The price of the test is $1,250, says C2N CEO Joel Braunstein, but patients who qualify for financial assistance will be charged between $25 and $400. Health insurance companies don’t currently pay for the test, he adds, but qualifying for this reimbursement “is a very high priority” for the company.
“If you asked me [five or ten] years ago if there would ever be a blood test for Alzheimer’s, I would have been very skeptical,” says Howard Fillit, the executive director and chief science officer of the Alzheimer’s Drug Discovery Foundation, which invested in C2N’s development of the test. “So the fact that this is on the market now is just amazing.”
Fillit wasn’t alone in thinking that, due to the blood-brain barrier, biomarkers from the brain wouldn’t be found in peripheral blood in sufficient quantities to deliver a diagnosis. But analytical techniques have advanced in sensitivity in recent years, allowing small amounts of biomarkers in the blood to be detected.

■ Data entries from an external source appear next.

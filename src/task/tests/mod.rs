//! Unit and service tests for task tracking.

mod domain_tests;
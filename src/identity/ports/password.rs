//! Password strength policy port.

use thiserror::Error;

/// A rejected password, carrying the user-facing reason.
#[derive(Debug, Clone, Error, PartialEq, Eq)]
#[error("{0}")]
pub struct PasswordPolicyViolation(pub String);

/// Opaque password strength predicate delegated to the credential service.
pub trait PasswordPolicy: Send + Sync {
    /// Checks a candidate password against the policy.
    ///
    /// # Errors
    ///
    /// Returns [`PasswordPolicyViolation`] with the user-facing message when
    /// the candidate is too weak.
    fn validate(&self, candidate: &str) -> Result<(), PasswordPolicyViolation>;
}

/// Default policy: a minimum length and not entirely numeric.
#[derive(Debug, Clone, Copy)]
pub struct BasicPasswordPolicy {
    min_length: usize,
}

impl BasicPasswordPolicy {
    /// Creates a policy with the given minimum character count.
    #[must_use]
    pub const fn new(min_length: usize) -> Self {
        Self { min_length }
    }
}

impl Default for BasicPasswordPolicy {
    fn default() -> Self {
        Self::new(8)
    }
}

impl PasswordPolicy for BasicPasswordPolicy {
    fn validate(&self, candidate: &str) -> Result<(), PasswordPolicyViolation> {
        if candidate.chars().count() < self.min_length {
            return Err(PasswordPolicyViolation(format!(
                "This password is too short. It must contain at least {} characters.",
                self.min_length
            )));
        }
        if candidate.chars().all(|character| character.is_ascii_digit()) {
            return Err(PasswordPolicyViolation(
                "This password is entirely numeric.".to_owned(),
            ));
        }
        Ok(())
    }
}

#[cfg(test)]
mod tests {
    use super::*;
    use rstest::rstest;

    #[rstest]
    fn accepts_a_long_mixed_password() {
        assert!(
            BasicPasswordPolicy::default()
                .validate("correct-horse-battery")
                .is_ok()
        );
    }

    #[rstest]
    fn rejects_short_passwords_with_the_length_message() {
        let violation = BasicPasswordPolicy::default()
            .validate("short")
            .expect_err("short password should be rejected");
        assert_eq!(
            violation.to_string(),
            "This password is too short. It must contain at least 8 characters."
        );
    }

    #[rstest]
    fn rejects_entirely_numeric_passwords() {
        let violation = BasicPasswordPolicy::default()
            .validate("123456789")
            .expect_err("numeric password should be rejected");
        assert_eq!(violation.to_string(), "This password is entirely numeric.");
    }

    #[rstest]
    fn honours_a_custom_minimum_length() {
        assert!(BasicPasswordPolicy::new(4).validate("ab1!").is_ok());
    }
}
//! Attachment entity owned by a task.

use super::{AttachmentId, TaskId};
use chrono::{DateTime, Utc};
use mockable::Clock;
use serde::{Deserialize, Serialize};
use std::fmt;

/// Opaque URL returned by the blob store for an uploaded file.
#[derive(Debug, Clone, PartialEq, Eq, Hash, Serialize, Deserialize)]
#[serde(transparent)]
pub struct StoredFileUrl(String);

impl StoredFileUrl {
    /// Wraps a blob-store URL.
    #[must_use]
    pub fn new(value: impl Into<String>) -> Self {
        Self(value.into())
    }

    /// Returns the URL as `str`.
    #[must_use]
    pub fn as_str(&self) -> &str {
        &self.0
    }
}

impl AsRef<str> for StoredFileUrl {
    fn as_ref(&self) -> &str {
        self.as_str()
    }
}

impl fmt::Display for StoredFileUrl {
    fn fmt(&self, f: &mut fmt::Formatter<'_>) -> fmt::Result {
        write!(f, "{}", self.0)
    }
}

/// File attached to a task.
///
/// Owned by exactly one task; removal of the task removes its attachments.
#[derive(Debug, Clone, PartialEq, Eq, Serialize, Deserialize)]
pub struct Attachment {
    id: AttachmentId,
    task_id: TaskId,
    url: StoredFileUrl,
    uploaded_at: DateTime<Utc>,
}

/// Parameter object for reconstructing a persisted attachment.
#[derive(Debug, Clone, PartialEq, Eq)]
pub struct PersistedAttachmentData {
    /// Persisted attachment identifier.
    pub id: AttachmentId,
    /// Owning task identifier.
    pub task_id: TaskId,
    /// Stored file URL.
    pub url: StoredFileUrl,
    /// Upload timestamp.
    pub uploaded_at: DateTime<Utc>,
}

impl Attachment {
    /// Creates an attachment record for a freshly uploaded file.
    #[must_use]
    pub fn new(task_id: TaskId, url: StoredFileUrl, clock: &impl Clock) -> Self {
        Self {
            id: AttachmentId::new(),
            task_id,
            url,
            uploaded_at: clock.utc(),
        }
    }

    /// Reconstructs an attachment from persisted storage.
    #[must_use]
    pub fn from_persisted(data: PersistedAttachmentData) -> Self {
        Self {
            id: data.id,
            task_id: data.task_id,
            url: data.url,
            uploaded_at: data.uploaded_at,
        }
    }

    /// Returns the attachment identifier.
    #[must_use]
    pub const fn id(&self) -> AttachmentId {
        self.id
    }

    /// Returns the owning task identifier.
    #[must_use]
    pub const fn task_id(&self) -> TaskId {
        self.task_id
    }

    /// Returns the stored file URL.
    #[must_use]
    pub const fn url(&self) -> &StoredFileUrl {
        &self.url
    }

    /// Returns the upload timestamp.
    #[must_use]
    pub const fn uploaded_at(&self) -> DateTime<Utc> {
        self.uploaded_at
    }
}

The C2N test relies on the ratio of two isoforms of the amyloid-β protein, Aβ42 and Aβ40, that aggregate to form amyloid plaques in the brain, combined with the presence of isoforms of apolipoprotein E (ApoE) that reflect whether the patient caries a genetic variant associated with Alzheimer’s risk. The results are combined into a score that indicates the probability that a patient would be found to have amyloid plaques if they were to undergo an amyloid PET scan. Doctors can then consider the test results along with other information about the patient to arrive at a diagnosis. According to data posted on the company’s website, a study in 686 patients with cognitive impairment found that those with scores above a certain cutoff point had a positive amyloid PET scan 92 percent of the time, while those with scores below a certain cutoff had a 77 percent chance of having a negative result on the PET scan.

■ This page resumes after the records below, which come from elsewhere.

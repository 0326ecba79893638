//! Shared world state for task collaboration BDD scenarios.

use std::collections::HashMap;
use std::sync::Arc;

use mockable::DefaultClock;
use rstest::fixture;
use taskforge::authz::Requester;
use taskforge::identity::{
    adapters::memory::{InMemoryIdentityStore, InMemoryProfileRepository},
    domain::User,
    ports::BasicPasswordPolicy,
    services::{RegisterRequest, RegistrationError, RegistrationService},
};
use taskforge::task::{
    adapters::memory::{
        InMemoryAttachmentRepository, InMemoryBlobStore, InMemoryCategoryRepository,
        InMemoryTaskRepository,
    },
    domain::{Task, TaskId},
    services::{CategorySeeder, TaskLifecycleError, TaskLifecycleService},
};

/// Registration service type used by the BDD world.
pub type TestRegistration =
    RegistrationService<InMemoryIdentityStore, InMemoryProfileRepository, DefaultClock>;

/// Lifecycle service type used by the BDD world.
pub type TestLifecycle = TaskLifecycleService<
    InMemoryTaskRepository,
    InMemoryCategoryRepository,
    InMemoryAttachmentRepository,
    InMemoryBlobStore,
    InMemoryIdentityStore,
    DefaultClock,
>;

/// Scenario world for task collaboration behaviour tests.
pub struct CollaborationWorld {
    /// Registration service under test.
    pub registration: TestRegistration,
    /// Task lifecycle service under test.
    pub lifecycle: TestLifecycle,
    /// Category repository for direct lookups.
    pub categories: Arc<InMemoryCategoryRepository>,
    /// Default-category seeder.
    pub seeder: CategorySeeder<InMemoryCategoryRepository>,
    /// Users registered during the scenario, by name.
    pub users: HashMap<String, User>,
    /// The task created during the scenario.
    pub task_id: Option<TaskId>,
    /// Result of the last lifecycle mutation.
    pub last_task_result: Option<Result<Task, TaskLifecycleError>>,
    /// Result of the last registration attempt.
    pub last_registration_result: Option<Result<User, RegistrationError>>,
}

impl CollaborationWorld {
    /// Creates a world wired to fresh in-memory adapters.
    #[must_use]
    pub fn new() -> Self {
        let identity = Arc::new(InMemoryIdentityStore::new());
        let profiles = Arc::new(InMemoryProfileRepository::new());
        let tasks = Arc::new(InMemoryTaskRepository::new());
        let categories = Arc::new(InMemoryCategoryRepository::new());
        let attachments = Arc::new(InMemoryAttachmentRepository::new());
        let blobs = Arc::new(InMemoryBlobStore::new());
        let clock = Arc::new(DefaultClock);

        let registration = RegistrationService::new(
            Arc::clone(&identity),
            Arc::clone(&profiles),
            Arc::new(BasicPasswordPolicy::default()),
            Arc::clone(&clock),
        );
        let lifecycle = TaskLifecycleService::new(
            Arc::clone(&tasks),
            Arc::clone(&categories),
            Arc::clone(&attachments),
            Arc::clone(&blobs),
            Arc::clone(&identity),
            Arc::clone(&clock),
        );
        let seeder = CategorySeeder::new(Arc::clone(&categories));

        Self {
            registration,
            lifecycle,
            categories,
            seeder,
            users: HashMap::new(),
            task_id: None,
            last_task_result: None,
            last_registration_result: None,
        }
    }

    /// Returns the registered user with the given name.
    ///
    /// # Panics
    ///
    /// Panics when the scenario has not registered the user.
    #[must_use]
    pub fn user(&self, name: &str) -> &User {
        self.users
            .get(name)
            .unwrap_or_else(|| panic!("user {name} not registered in scenario"))
    }

    /// Returns an authenticated requester for the named user.
    #[must_use]
    pub fn requester(&self, name: &str) -> Requester {
        Requester::authenticated(self.user(name).id())
    }

    /// Returns the scenario task id.
    ///
    /// # Panics
    ///
    /// Panics when no task has been created yet.
    #[must_use]
    pub fn task_id(&self) -> TaskId {
        self.task_id.expect("no task created in scenario")
    }
}

impl Default for CollaborationWorld {
    fn default() -> Self {
        Self::new()
    }
}

/// Fixture that creates a new scenario world.
#[fixture]
pub fn world() -> CollaborationWorld {
    CollaborationWorld::default()
}

/// Runs an async operation within sync step definitions.
pub fn run_async<T>(future: impl std::future::Future<Output = T>) -> T {
    tokio::task::block_in_place(|| tokio::runtime::Handle::current().block_on(future))
}

/// Builds a [`RegisterRequest`] from a user name.
#[must_use]
pub fn build_registration(name: &str) -> RegisterRequest {
    RegisterRequest::new(
        name,
        format!("{name}@example.com"),
        "correct-horse-battery",
        "correct-horse-battery",
    )
}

While no drugs have yet been approved to treat Alzheimer’s, being able to distinguish it from other possible causes of cognitive impairment is nonetheless valuable, Fillit and Schindler say. As a clinician, Schindler says, “I want to know what my patients have.” That can be complicated because in many cases, “they don’t just have memory impairment, they’re taking multiple medications, they have all sorts of health issues,” she says. “And sometimes it’s really hard to know whether the symptoms they’re experiencing are due to something like Alzheimer’s or something else.”

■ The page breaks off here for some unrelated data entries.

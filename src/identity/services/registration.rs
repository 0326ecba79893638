//! Registration and credential-check orchestration.

use crate::identity::{
    domain::{EmailAddress, Profile, User, Username, ValidationError},
    ports::{
        IdentityStore, IdentityStoreError, NewUser, PasswordPolicy, ProfileRepository,
        ProfileRepositoryError,
    },
};
use mockable::Clock;
use std::sync::Arc;
use thiserror::Error;

/// Request payload for registering a new account.
#[derive(Debug, Clone, PartialEq, Eq)]
pub struct RegisterRequest {
    username: String,
    email: String,
    password: String,
    confirm_password: String,
}

impl RegisterRequest {
    /// Creates a registration request.
    #[must_use]
    pub fn new(
        username: impl Into<String>,
        email: impl Into<String>,
        password: impl Into<String>,
        confirm_password: impl Into<String>,
    ) -> Self {
        Self {
            username: username.into(),
            email: email.into(),
            password: password.into(),
            confirm_password: confirm_password.into(),
        }
    }
}

/// Service-level errors for registration.
#[derive(Debug, Error)]
pub enum RegistrationError {
    /// One or more request fields failed validation.
    #[error(transparent)]
    Validation(#[from] ValidationError),
    /// Identity store operation failed.
    #[error(transparent)]
    Store(#[from] IdentityStoreError),
    /// Profile persistence failed.
    #[error(transparent)]
    Profile(#[from] ProfileRepositoryError),
}

/// Result type for registration service operations.
pub type RegistrationResult<T> = Result<T, RegistrationError>;

/// Errors returned when a credential check fails.
#[derive(Debug, Error)]
pub enum AuthenticationError {
    /// The email is unknown or the password is wrong.
    #[error("Invalid credentials.")]
    InvalidCredentials,
    /// The account exists but may not authenticate.
    #[error("Account disabled.")]
    AccountDisabled,
    /// Identity store operation failed.
    #[error(transparent)]
    Store(#[from] IdentityStoreError),
}

/// Registration and credential-check orchestration service.
///
/// Wraps the external identity store; profile creation is the explicit
/// post-creation hook invoked here, never an implicit side effect of the
/// store itself.
#[derive(Clone)]
pub struct RegistrationService<S, R, C>
where
    S: IdentityStore,
    R: ProfileRepository,
    C: Clock + Send + Sync,
{
    store: Arc<S>,
    profiles: Arc<R>,
    password_policy: Arc<dyn PasswordPolicy>,
    clock: Arc<C>,
}

impl<S, R, C> RegistrationService<S, R, C>
where
    S: IdentityStore,
    R: ProfileRepository,
    C: Clock + Send + Sync,
{
    /// Creates a new registration service.
    #[must_use]
    pub fn new(
        store: Arc<S>,
        profiles: Arc<R>,
        password_policy: Arc<dyn PasswordPolicy>,
        clock: Arc<C>,
    ) -> Self {
        Self {
            store,
            profiles,
            password_policy,
            clock,
        }
    }

    /// Registers a new account and creates its profile.
    ///
    /// Every applicable violation is collected before the request fails;
    /// callers receive the full field-to-message mapping in one error.
    ///
    /// # Errors
    ///
    /// Returns [`RegistrationError::Validation`] when any field is rejected,
    /// or a store/profile error when persistence fails.
    pub async fn register(&self, request: RegisterRequest) -> RegistrationResult<User> {
        let mut violations = Vec::new();

        let parsed_username = match Username::new(&request.username) {
            Ok(parsed) => Some(parsed),
            Err(err) => {
                violations.push(ValidationError::InvalidUsername(err.to_string()));
                None
            }
        };
        let parsed_email = match EmailAddress::new(&request.email) {
            Ok(parsed) => Some(parsed),
            Err(err) => {
                violations.push(ValidationError::InvalidEmail(err.to_string()));
                None
            }
        };

        if request.password != request.confirm_password {
            violations.push(ValidationError::PasswordMismatch);
        }
        if let Err(violation) = self.password_policy.validate(&request.password) {
            violations.push(ValidationError::PasswordPolicy(violation.to_string()));
        }

        if let Some(parsed) = parsed_email.as_ref()
            && self.store.find_by_email(parsed).await?.is_some()
        {
            violations.push(ValidationError::EmailTaken);
        }
        if let Some(parsed) = parsed_username.as_ref()
            && self.store.find_by_username(parsed).await?.is_some()
        {
            violations.push(ValidationError::UsernameTaken);
        }

        let (Some(username), Some(email)) = (parsed_username, parsed_email) else {
            return Err(ValidationError::multiple(violations).into());
        };
        ValidationError::collect(violations)?;

        let user = self
            .store
            .create_user(NewUser {
                username,
                email,
                password: request.password,
            })
            .await?;

        // Post-creation hook: every account gets exactly one profile.
        let profile = Profile::new(user.id(), &*self.clock);
        self.profiles.store(&profile).await?;

        Ok(user)
    }

    /// Verifies an email/password pair against the identity store.
    ///
    /// # Errors
    ///
    /// Returns [`AuthenticationError::InvalidCredentials`] for an unknown
    /// email or wrong password, and
    /// [`AuthenticationError::AccountDisabled`] for inactive accounts.
    pub async fn authenticate(
        &self,
        email: &str,
        password: &str,
    ) -> Result<User, AuthenticationError> {
        let Ok(parsed) = EmailAddress::new(email) else {
            return Err(AuthenticationError::InvalidCredentials);
        };
        let Some(user) = self.store.find_by_email(&parsed).await? else {
            return Err(AuthenticationError::InvalidCredentials);
        };
        if !self.store.check_password(user.id(), password).await? {
            return Err(AuthenticationError::InvalidCredentials);
        }
        if !user.is_active() {
            return Err(AuthenticationError::AccountDisabled);
        }
        Ok(user)
    }
}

Symptom-based diagnosis of Alzheimer’s disease is only about 70 percent accurate, notes Colin Masters of the Florey Institute of Neuroscience and Mental Health in Australia who was part of the team that first characterized the amyloid plaques in the disease. If a clinician suspects the disease but the blood test returns a negative result, this “will force the clinicians to go and look harder for other causes of dementia,” says Masters, who collaborates with one of the test’s developers but has no ties to C2N. He adds that once an amyloid-targeting Alzheimer’s drug is approved, the test will be useful in determining who should receive it. Such a treatment may not be far off: the Biogen drug candidate aducanumab is set for review by a US Food and Drug Administration panel later this week.
The blood test is also likely to be a boon for clinical trials to develop other drugs, as it will make it easier to screen patients for recruitment, Fillit says. “Screening and enrollment represents up to fifty percent of the cost of clinical trials in Alzheimer’s disease, and one Phase 3 trial costs three to four hundred million dollars,” he says, calling the blood test a “huge advance in clinical trials.”
Clarification (November 2): This article has been amended to state Masters’s working relationship with one of the test’s developers.